Work required: Write out exactly the lines below that run from the one containing "fn read_body(req: &mut" through the one containing "let containing = match", both included, with no other lines.

Records for this exercise:
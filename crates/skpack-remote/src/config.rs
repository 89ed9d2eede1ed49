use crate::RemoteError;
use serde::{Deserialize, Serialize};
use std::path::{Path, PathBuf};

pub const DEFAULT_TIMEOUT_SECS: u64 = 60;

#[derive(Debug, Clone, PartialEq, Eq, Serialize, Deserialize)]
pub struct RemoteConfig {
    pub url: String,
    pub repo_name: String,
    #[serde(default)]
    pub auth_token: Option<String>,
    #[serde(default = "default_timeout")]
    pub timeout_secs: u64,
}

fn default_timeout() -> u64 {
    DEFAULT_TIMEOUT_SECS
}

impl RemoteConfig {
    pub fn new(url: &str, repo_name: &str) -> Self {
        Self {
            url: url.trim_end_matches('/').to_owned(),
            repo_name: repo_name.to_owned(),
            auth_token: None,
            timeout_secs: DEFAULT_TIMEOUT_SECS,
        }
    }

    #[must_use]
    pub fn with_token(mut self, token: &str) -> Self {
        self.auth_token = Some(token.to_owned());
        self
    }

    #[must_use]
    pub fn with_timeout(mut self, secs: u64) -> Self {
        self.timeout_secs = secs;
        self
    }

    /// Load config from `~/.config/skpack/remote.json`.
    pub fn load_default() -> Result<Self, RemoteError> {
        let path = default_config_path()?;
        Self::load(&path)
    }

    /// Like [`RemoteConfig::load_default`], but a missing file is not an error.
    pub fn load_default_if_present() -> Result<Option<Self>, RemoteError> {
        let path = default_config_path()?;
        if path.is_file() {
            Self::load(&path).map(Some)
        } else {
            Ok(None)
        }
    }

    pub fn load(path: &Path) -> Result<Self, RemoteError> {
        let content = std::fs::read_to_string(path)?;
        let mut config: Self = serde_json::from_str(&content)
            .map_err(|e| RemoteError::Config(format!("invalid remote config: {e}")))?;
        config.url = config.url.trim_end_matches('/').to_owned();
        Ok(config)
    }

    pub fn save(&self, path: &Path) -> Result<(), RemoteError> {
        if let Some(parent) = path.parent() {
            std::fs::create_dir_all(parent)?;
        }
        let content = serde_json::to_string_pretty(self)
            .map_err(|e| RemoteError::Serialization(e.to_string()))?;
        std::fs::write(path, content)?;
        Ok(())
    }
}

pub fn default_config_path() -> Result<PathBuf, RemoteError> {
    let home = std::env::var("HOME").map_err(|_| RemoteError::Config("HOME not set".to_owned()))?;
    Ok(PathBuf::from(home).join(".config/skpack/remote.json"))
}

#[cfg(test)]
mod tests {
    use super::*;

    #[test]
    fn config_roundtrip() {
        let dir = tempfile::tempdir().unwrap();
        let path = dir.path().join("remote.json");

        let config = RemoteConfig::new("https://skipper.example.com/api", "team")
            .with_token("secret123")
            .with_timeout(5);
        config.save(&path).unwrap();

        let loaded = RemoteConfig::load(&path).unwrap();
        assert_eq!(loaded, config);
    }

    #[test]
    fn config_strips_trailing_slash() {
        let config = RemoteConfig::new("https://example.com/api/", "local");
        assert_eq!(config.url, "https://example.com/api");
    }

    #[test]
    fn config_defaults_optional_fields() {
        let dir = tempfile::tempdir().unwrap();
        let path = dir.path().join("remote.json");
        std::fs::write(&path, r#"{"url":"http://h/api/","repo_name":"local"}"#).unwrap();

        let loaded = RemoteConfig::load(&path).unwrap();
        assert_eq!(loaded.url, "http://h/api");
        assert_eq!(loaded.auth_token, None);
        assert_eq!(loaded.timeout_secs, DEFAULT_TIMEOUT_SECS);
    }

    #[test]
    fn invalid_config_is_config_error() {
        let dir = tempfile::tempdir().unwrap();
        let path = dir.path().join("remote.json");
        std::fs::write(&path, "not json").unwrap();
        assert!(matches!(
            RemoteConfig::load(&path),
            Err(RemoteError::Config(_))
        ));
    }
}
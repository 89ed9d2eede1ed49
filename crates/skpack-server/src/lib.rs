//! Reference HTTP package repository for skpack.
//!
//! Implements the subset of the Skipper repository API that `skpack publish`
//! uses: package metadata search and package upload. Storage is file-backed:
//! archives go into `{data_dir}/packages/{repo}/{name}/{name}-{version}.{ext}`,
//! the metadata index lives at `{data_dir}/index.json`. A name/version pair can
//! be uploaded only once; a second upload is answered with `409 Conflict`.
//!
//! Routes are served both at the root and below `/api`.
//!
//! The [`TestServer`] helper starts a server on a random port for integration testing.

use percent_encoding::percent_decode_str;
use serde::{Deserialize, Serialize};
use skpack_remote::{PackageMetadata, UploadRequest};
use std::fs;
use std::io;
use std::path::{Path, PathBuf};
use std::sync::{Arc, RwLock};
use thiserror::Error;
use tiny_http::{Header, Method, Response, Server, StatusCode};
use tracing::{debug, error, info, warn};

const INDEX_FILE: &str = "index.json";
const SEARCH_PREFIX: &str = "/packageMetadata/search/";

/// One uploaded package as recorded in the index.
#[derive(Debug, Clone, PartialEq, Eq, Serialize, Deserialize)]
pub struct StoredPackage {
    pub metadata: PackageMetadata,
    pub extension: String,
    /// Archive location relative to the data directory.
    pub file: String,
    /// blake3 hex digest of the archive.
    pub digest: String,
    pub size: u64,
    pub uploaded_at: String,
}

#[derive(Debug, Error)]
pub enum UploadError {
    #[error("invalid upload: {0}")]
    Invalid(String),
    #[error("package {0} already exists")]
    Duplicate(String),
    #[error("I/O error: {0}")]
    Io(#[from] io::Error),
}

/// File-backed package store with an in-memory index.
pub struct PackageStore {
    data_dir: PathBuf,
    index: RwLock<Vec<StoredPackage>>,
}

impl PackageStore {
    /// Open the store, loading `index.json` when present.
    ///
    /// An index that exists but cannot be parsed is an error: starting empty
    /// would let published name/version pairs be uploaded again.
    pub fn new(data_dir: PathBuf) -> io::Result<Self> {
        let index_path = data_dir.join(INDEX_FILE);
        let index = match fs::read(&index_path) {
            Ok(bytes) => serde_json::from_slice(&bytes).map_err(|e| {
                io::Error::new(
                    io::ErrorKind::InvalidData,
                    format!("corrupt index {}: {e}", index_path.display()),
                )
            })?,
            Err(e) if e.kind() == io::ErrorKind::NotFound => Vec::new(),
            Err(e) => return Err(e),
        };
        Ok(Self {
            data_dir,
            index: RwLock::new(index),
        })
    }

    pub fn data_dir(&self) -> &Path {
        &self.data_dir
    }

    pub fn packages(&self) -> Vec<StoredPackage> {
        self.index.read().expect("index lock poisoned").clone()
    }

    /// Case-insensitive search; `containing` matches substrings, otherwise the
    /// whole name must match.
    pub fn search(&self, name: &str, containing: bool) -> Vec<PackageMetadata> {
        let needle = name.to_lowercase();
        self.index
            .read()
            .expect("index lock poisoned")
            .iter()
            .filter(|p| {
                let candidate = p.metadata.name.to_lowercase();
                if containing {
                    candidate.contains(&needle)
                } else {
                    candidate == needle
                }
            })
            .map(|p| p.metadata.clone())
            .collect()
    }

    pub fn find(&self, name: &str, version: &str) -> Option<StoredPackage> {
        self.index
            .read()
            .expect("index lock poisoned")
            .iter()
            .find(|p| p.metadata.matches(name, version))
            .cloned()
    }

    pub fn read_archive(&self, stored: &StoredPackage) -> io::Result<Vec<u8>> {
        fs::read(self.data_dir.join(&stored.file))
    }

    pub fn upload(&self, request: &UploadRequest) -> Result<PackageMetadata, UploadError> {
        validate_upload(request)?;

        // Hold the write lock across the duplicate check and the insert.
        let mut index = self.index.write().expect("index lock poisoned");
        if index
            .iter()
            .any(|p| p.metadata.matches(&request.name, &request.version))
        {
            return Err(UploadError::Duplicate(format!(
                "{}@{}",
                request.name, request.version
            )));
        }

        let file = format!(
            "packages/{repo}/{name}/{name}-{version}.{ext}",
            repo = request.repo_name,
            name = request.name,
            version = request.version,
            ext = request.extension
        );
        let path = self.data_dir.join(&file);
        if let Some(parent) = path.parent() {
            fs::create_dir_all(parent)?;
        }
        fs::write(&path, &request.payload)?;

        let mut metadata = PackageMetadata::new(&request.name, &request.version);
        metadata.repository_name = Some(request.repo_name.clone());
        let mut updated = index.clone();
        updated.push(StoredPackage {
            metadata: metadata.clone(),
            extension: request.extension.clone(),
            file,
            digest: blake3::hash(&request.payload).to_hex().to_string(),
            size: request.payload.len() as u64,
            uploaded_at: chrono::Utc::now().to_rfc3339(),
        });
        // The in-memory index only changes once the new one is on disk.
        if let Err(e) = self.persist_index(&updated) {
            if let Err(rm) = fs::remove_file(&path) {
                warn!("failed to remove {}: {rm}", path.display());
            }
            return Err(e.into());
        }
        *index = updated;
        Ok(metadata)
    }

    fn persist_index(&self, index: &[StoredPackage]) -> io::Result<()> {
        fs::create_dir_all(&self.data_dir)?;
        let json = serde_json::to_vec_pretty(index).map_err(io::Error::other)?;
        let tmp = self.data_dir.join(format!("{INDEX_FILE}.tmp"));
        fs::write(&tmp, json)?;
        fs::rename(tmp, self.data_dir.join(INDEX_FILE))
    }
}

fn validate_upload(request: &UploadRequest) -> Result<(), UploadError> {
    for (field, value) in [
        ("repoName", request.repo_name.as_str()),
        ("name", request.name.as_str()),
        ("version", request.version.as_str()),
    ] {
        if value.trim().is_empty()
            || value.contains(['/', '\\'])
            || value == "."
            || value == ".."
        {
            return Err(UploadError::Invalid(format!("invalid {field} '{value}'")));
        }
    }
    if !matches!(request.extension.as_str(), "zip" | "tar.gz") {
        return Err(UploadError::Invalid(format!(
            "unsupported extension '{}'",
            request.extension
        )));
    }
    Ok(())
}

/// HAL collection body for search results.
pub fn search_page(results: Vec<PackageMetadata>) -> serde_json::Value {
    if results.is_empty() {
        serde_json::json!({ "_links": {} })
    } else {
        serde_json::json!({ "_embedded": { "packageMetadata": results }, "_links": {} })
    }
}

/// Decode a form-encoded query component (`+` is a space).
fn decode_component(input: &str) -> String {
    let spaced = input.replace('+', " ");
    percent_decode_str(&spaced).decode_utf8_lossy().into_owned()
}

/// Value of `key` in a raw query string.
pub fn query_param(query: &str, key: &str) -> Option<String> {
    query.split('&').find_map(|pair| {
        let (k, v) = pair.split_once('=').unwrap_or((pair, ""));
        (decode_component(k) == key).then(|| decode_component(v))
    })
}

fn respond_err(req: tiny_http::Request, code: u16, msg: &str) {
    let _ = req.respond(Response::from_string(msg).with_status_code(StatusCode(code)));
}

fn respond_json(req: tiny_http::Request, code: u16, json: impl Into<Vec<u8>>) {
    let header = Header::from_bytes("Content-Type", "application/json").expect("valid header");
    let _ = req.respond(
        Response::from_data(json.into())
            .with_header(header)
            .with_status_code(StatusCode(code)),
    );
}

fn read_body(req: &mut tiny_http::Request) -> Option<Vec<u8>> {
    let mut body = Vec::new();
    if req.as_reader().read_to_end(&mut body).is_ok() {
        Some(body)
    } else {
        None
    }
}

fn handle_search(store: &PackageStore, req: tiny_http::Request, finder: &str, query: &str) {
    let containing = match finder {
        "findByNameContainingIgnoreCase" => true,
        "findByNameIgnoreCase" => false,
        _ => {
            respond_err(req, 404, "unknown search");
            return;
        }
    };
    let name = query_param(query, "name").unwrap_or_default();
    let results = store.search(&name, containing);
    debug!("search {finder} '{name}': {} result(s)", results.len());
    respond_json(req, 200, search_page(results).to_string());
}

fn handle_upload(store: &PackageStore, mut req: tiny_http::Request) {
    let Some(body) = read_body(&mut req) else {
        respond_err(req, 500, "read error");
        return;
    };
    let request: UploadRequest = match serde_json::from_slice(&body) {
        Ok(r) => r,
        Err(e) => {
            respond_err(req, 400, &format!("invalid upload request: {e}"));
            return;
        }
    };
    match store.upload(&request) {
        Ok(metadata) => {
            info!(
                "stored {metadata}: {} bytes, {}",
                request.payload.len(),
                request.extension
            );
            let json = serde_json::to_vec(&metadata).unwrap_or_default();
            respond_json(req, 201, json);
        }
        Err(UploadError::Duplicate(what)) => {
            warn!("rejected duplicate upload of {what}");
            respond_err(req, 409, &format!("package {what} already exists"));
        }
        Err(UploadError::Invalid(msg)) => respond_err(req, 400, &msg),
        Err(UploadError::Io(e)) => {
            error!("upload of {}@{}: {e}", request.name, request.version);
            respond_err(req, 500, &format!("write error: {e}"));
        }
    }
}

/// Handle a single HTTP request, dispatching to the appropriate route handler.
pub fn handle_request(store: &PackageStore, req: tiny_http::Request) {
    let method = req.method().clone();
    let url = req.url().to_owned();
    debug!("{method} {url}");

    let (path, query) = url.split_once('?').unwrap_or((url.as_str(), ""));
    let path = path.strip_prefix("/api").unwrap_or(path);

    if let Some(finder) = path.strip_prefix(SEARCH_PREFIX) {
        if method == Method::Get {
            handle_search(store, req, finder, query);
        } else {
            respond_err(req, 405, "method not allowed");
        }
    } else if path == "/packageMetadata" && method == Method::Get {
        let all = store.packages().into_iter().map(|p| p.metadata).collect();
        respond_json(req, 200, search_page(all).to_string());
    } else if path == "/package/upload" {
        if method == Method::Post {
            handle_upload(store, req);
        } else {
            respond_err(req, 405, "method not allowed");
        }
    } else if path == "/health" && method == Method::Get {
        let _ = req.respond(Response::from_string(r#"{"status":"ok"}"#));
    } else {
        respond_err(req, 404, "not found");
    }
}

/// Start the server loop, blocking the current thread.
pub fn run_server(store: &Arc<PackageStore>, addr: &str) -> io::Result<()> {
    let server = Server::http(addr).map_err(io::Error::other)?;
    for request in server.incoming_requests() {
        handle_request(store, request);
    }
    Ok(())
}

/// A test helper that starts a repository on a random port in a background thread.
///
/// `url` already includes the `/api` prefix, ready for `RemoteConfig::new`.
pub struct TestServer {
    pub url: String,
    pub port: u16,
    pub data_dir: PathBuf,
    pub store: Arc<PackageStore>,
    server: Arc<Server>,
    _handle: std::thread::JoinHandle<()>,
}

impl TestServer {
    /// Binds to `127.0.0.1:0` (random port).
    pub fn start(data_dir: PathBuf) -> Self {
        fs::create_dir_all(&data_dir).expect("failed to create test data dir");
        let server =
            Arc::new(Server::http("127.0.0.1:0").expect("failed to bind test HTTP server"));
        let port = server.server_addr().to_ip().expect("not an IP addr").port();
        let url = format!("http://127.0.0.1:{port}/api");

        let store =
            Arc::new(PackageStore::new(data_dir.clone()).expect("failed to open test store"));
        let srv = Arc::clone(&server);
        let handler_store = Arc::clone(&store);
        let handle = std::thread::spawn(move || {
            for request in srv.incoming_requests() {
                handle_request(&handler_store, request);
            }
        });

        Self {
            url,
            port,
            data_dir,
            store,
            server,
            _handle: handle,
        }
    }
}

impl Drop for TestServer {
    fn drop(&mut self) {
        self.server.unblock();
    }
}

Output for this exercise:
fn read_body(req: &mut tiny_http::Request) -> Option<Vec<u8>> {
    let mut body = Vec::new();
    if req.as_reader().read_to_end(&mut body).is_ok() {
        Some(body)
    } else {
        None
    }
}

fn handle_search(store: &PackageStore, req: tiny_http::Request, finder: &str, query: &str) {
    let containing = match finder {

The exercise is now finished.